Ignored by the methods.
origin
Origin for the scalar dilation. Either a vector of 2 numbers, or one of the character strings "centroid", "midpoint" or "bottomleft" (partially matched).

Value

  • Another object of the same type, representing the result of applying the scalar dilation.

Details

This command performs scalar dilation of the object X by the factor f relative to the origin specified by origin.

The function scalardilate is generic, with methods for windows (class "owin"), point patterns (class "ppp"), pixel images (class "im"), line segment patterns (class "psp") and a default method.

If the argument origin is not given, then every spatial coordinate is multiplied by the factor f.

If origin is given, then scalar dilation is performed relative to the specified origin.
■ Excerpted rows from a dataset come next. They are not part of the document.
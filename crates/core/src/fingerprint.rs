// SPDX-License-Identifier: MIT

//! Disc fingerprint canonicalization.
//!
//! A fingerprint identifies a physical disc by the content hash of its key
//! structures. Spindle never computes the hash itself (that's the scanner's
//! job, out of scope); it only enforces the canonical on-disk/on-wire form:
//! uppercase, trimmed, compared case-insensitively.

use serde::{Deserialize, Serialize};

/// Canonical uppercase disc fingerprint.
///
/// Construction always normalizes: trims whitespace and uppercases. Two
/// fingerprints that differ only in case or surrounding whitespace compare
/// equal after construction.
#[derive(Debug, Clone, PartialEq, Eq, PartialOrd, Ord, Hash, Serialize, Deserialize)]
#[serde(transparent)]
pub struct Fingerprint(String);

impl Fingerprint {
    pub fn new(raw: impl AsRef<str>) -> Self {
        Self(raw.as_ref().trim().to_ascii_uppercase())
    }

    pub fn as_str(&self) -> &str {
        &self.0
    }

    pub fn is_empty(&self) -> bool {
        self.0.is_empty()
    }
}

impl std::fmt::Display for Fingerprint {
    fn fmt(&self, f: &mut std::fmt::Formatter<'_>) -> std::fmt::Result {
        f.write_str(&self.0)
    }
}

impl From<&str> for Fingerprint {
    fn from(s: &str) -> Self {
        Self::new(s)
    }
}

impl From<String> for Fingerprint {
    fn from(s: String) -> Self {
        Self::new(s)
    }
}

impl std::borrow::Borrow<str> for Fingerprint {
    fn borrow(&self) -> &str {
        &self.0
    }
}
Effectively, X is shifted so that origin is moved to c(0,0), then scalar dilation is performed, then the result is shifted so that c(0,0) is moved to origin.

This command is a special case of an affine transformation: see affine.

See Also

affine, shift

Examples

Run this code
plot(letterR)
plot(scalardilate(letterR, 0.7, origin="bot"), col="red", add=TRUE)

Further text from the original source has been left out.